Monday, 5 October 2009
In Zimbabwe everyone eats chicken and everyone loves curry!
This is not really a curry but a good spiced chicken that can be used as a main meal served with rice and chapatis or roti - serve as a starter, garnished with crisp lettuce leaves, sliced cucumber, raw sliced onion and wedges of lemon or with a selection of chutneys or as a snack to have with drinks - serve on cocktails sticks with a dipping sauce of your choice - or just plain - serve hot or cold!

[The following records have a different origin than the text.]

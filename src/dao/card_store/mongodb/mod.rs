//! MongoDB-backed card bank access.

mod config;
mod connection;
mod error;
mod models;
pub mod store;

pub use config::MongoConfig;
pub use error::MongoDaoError;
pub use store::MongoCardStore;

use crate::dao::storage::StorageError;

impl From<MongoDaoError> for StorageError {
    fn from(err: MongoDaoError) -> Self {
        StorageError::unavailable(err.to_string(), err)
    }
}
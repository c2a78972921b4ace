use axum::{Json, Router, extract::State, routing::get};

use crate::{dto::health::HealthResponse, services::health_service, state::SharedState};

#[utoipa::path(
    get,
    path = "/healthcheck",
    tag = "health",
    responses((status = 200, description = "Service is healthy", body = HealthResponse))
)]
/// Return the current health status of the backend and ping storage.
pub async fn healthcheck(State(state): State<SharedState>) -> Json<HealthResponse> {
    let status = health_service::health_status(&state).await;
    Json(status)
}

/// Configure the health routes subtree.
pub fn router() -> Router<SharedState> {
    Router::<SharedState>::new().route("/healthcheck", get(healthcheck))
}
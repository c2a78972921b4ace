use mongodb::bson::DateTime;
use serde::{Deserialize, Serialize};

use crate::dao::models::{CardEntity, PoolKeyParts};

/// Card row as persisted in the `cards` collection.
#[derive(Debug, Clone, Serialize, Deserialize)]
pub struct MongoCardDocument {
    #[serde(rename = "_id")]
    id: String,
    topic: String,
    #[serde(default)]
    subtopic: Option<String>,
    #[serde(default)]
    category: Option<String>,
    language: String,
    question: String,
    options: Vec<String>,
    #[serde(default)]
    correct_index: Option<u32>,
    #[serde(default)]
    correct_flags: Option<String>,
    #[serde(default)]
    correct_meta: Option<String>,
    difficulty: String,
    source: String,
    #[serde(default)]
    created_at: Option<DateTime>,
}

impl From<MongoCardDocument> for CardEntity {
    fn from(value: MongoCardDocument) -> Self {
        Self {
            id: value.id,
            topic: value.topic,
            subtopic: value.subtopic,
            category: value.category,
            language: value.language,
            question: value.question,
            options: value.options,
            correct_index: value.correct_index,
            correct_flags: value.correct_flags,
            correct_meta: value.correct_meta,
            difficulty: value.difficulty,
            source: value.source,
            created_at_ms: value.created_at.map(|ts| ts.timestamp_millis()),
        }
    }
}

/// `$group` result when enumerating distinct pool keys.
#[derive(Debug, Deserialize)]
pub struct PoolKeyGroupDocument {
    #[serde(rename = "_id")]
    key: PoolKeyGroupId,
}

#[derive(Debug, Deserialize)]
struct PoolKeyGroupId {
    topic: String,
    difficulty: String,
    #[serde(default)]
    language: Option<String>,
}

impl From<PoolKeyGroupDocument> for PoolKeyParts {
    fn from(value: PoolKeyGroupDocument) -> Self {
        Self {
            topic: value.key.topic,
            difficulty: value.key.difficulty,
            language: value.key.language.unwrap_or_else(|| "en".to_owned()),
        }
    }
}
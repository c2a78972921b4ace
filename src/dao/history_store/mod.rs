#[cfg(feature = "mongo-store")]
pub mod mongodb;

pub mod memory;

use futures::future::BoxFuture;

use crate::dao::models::DeckCardMeta;
use crate::dao::storage::StorageResult;

/// Rolling per-game history of recently served cards.
///
/// Implementations keep at most `max_size` entries per game and return recent
/// entries in chronological order (oldest first).
pub trait GameHistoryStore: Send + Sync {
    /// Read up to `limit` most-recent entries for a game, oldest first.
    fn read_recent(
        &self,
        game_id: String,
        limit: usize,
    ) -> BoxFuture<'static, StorageResult<Vec<DeckCardMeta>>>;

    /// Append a served-card entry and trim the game's history to `max_size`.
    fn append(
        &self,
        game_id: String,
        meta: DeckCardMeta,
        max_size: usize,
    ) -> BoxFuture<'static, StorageResult<()>>;

    /// Remove all history for a game.
    fn evict(&self, game_id: String) -> BoxFuture<'static, StorageResult<()>>;
}
//! Ephemeral in-process game history, used while no durable backend is
//! installed or when configured explicitly.

use std::collections::VecDeque;
use std::sync::Arc;

use dashmap::DashMap;
use futures::future::BoxFuture;

use super::GameHistoryStore;
use crate::dao::models::DeckCardMeta;
use crate::dao::storage::StorageResult;

/// Bounded per-game deques keyed by game id. All operations are in-memory and
/// infallible; the trait's fallible signatures are satisfied with `Ok`.
#[derive(Clone, Default)]
pub struct InMemoryGameHistoryStore {
    by_game: Arc<DashMap<String, VecDeque<DeckCardMeta>>>,
}

impl InMemoryGameHistoryStore {
    /// Create an empty store.
    pub fn new() -> Self {
        Self::default()
    }

    fn read_recent_sync(&self, game_id: &str, limit: usize) -> Vec<DeckCardMeta> {
        if limit == 0 {
            return Vec::new();
        }
        let Some(deque) = self.by_game.get(game_id) else {
            return Vec::new();
        };
        let skip = deque.len().saturating_sub(limit);
        deque.iter().skip(skip).cloned().collect()
    }

    fn append_sync(&self, game_id: String, meta: DeckCardMeta, max_size: usize) {
        if max_size == 0 {
            self.by_game.remove(&game_id);
            return;
        }

        let mut deque = self.by_game.entry(game_id).or_default();
        deque.push_back(meta);
        while deque.len() > max_size {
            deque.pop_front();
        }
    }
}

impl GameHistoryStore for InMemoryGameHistoryStore {
    fn read_recent(
        &self,
        game_id: String,
        limit: usize,
    ) -> BoxFuture<'static, StorageResult<Vec<DeckCardMeta>>> {
        let store = self.clone();
        Box::pin(async move { Ok(store.read_recent_sync(&game_id, limit)) })
    }

    fn append(
        &self,
        game_id: String,
        meta: DeckCardMeta,
        max_size: usize,
    ) -> BoxFuture<'static, StorageResult<()>> {
        let store = self.clone();
        Box::pin(async move {
            store.append_sync(game_id, meta, max_size);
            Ok(())
        })
    }

    fn evict(&self, game_id: String) -> BoxFuture<'static, StorageResult<()>> {
        let store = self.clone();
        Box::pin(async move {
            store.by_game.remove(&game_id);
            Ok(())
        })
    }
}

#[cfg(test)]
mod tests {
    use super::*;
    use crate::dao::models::Category;

    fn meta(card_id: &str) -> DeckCardMeta {
        DeckCardMeta {
            card_id: card_id.into(),
            category: Category::Open,
            topic: "history".into(),
        }
    }

    #[tokio::test]
    async fn read_recent_returns_chronological_tail() {
        let store = InMemoryGameHistoryStore::new();
        for id in ["a", "b", "c", "d"] {
            store.append("g1".into(), meta(id), 10).await.unwrap();
        }

        let recent = store.read_recent("g1".into(), 2).await.unwrap();
        let ids: Vec<_> = recent.iter().map(|m| m.card_id.as_str()).collect();
        assert_eq!(ids, ["c", "d"]);
    }

    #[tokio::test]
    async fn append_trims_to_max_size() {
        let store = InMemoryGameHistoryStore::new();
        for id in ["a", "b", "c", "d", "e"] {
            store.append("g1".into(), meta(id), 3).await.unwrap();
        }

        let recent = store.read_recent("g1".into(), 10).await.unwrap();
        let ids: Vec<_> = recent.iter().map(|m| m.card_id.as_str()).collect();
        assert_eq!(ids, ["c", "d", "e"]);
    }

    #[tokio::test]
    async fn zero_max_size_evicts() {
        let store = InMemoryGameHistoryStore::new();
        store.append("g1".into(), meta("a"), 5).await.unwrap();
        store.append("g1".into(), meta("b"), 0).await.unwrap();

        assert!(store.read_recent("g1".into(), 10).await.unwrap().is_empty());
    }

    #[tokio::test]
    async fn evict_clears_single_game() {
        let store = InMemoryGameHistoryStore::new();
        store.append("g1".into(), meta("a"), 5).await.unwrap();
        store.append("g2".into(), meta("b"), 5).await.unwrap();

        store.evict("g1".into()).await.unwrap();

        assert!(store.read_recent("g1".into(), 10).await.unwrap().is_empty());
        assert_eq!(store.read_recent("g2".into(), 10).await.unwrap().len(), 1);
    }

    #[tokio::test]
    async fn unknown_game_reads_empty() {
        let store = InMemoryGameHistoryStore::new();
        assert!(store.read_recent("nope".into(), 10).await.unwrap().is_empty());
    }
}
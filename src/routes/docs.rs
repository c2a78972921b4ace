use axum::Router;
use utoipa::OpenApi;
use utoipa_swagger_ui::SwaggerUi;

use crate::{services::documentation::ApiDoc, state::SharedState};

/// Swagger UI for the card-serving API, mounted at `/docs` with the generated
/// OpenAPI document alongside it.
pub fn router(state: SharedState) -> Router<SharedState> {
    let ui: Router<SharedState> = SwaggerUi::new("/docs")
        .url("/api-doc/openapi.json", ApiDoc::openapi())
        .into();

    ui.with_state(state)
}
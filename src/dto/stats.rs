use serde::Serialize;
use utoipa::ToSchema;

/// Per-pool-key cache statistics returned by the stats route.
#[derive(Debug, Clone, Serialize, ToSchema)]
pub struct PoolKeyStats {
    /// Normalized topic component of the pool key.
    pub topic: String,
    /// Normalized difficulty component of the pool key.
    pub difficulty: String,
    /// Normalized language component of the pool key.
    pub language: String,
    /// Current number of queued card projections.
    pub pool_size: usize,
    /// How many refills completed for this key.
    pub refill_count: u64,
    /// RFC 3339 timestamp of the last completed refill, if any.
    pub last_refill_at: Option<String>,
    /// How many requests fell back to a direct database draw.
    pub fallback_db_hits: u64,
    /// Requests served straight from the queue.
    pub cache_hits: u64,
    /// Requests that found no reservable queued card.
    pub cache_misses: u64,
    /// hits / (hits + misses), `0.0` before any observation.
    pub cache_hit_rate: f64,
}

700 grams chicken breast -- skinned and deboned 1 teaspoon salt or to taste -- (5 g) 3 garlic cloves, coarsely chopped 2 tablespoons oil -- (30 ml) 1 1/2 teaspoons coriander powder -- (7 g) 1/4 teaspoon turmeric powder -- (1 g) 3/4 teaspoon chili powder -- (4 g) 4 teaspoons lemon juice -- (20 ml) 30 grams coriander leaves -- chopped fine WASH the chicken and dry on absorbent paper. Cut into 2.5 cm. cubes. Add salt to the garlic and crush to a smooth pulp. Heat the oil in a frying pan, preferably a non stick or cast iron, over medium heat. Add the garlic and fry until it is lightly browned. Add the chicken and fry for about seven minutes stirring constantly - don't let the garlic burn. Add coriander powder, turmeric powder and chili powder. Fry for four minutes, stirring frequently. Remove from heat and stir in the lemon juice and chopped coriander leaves.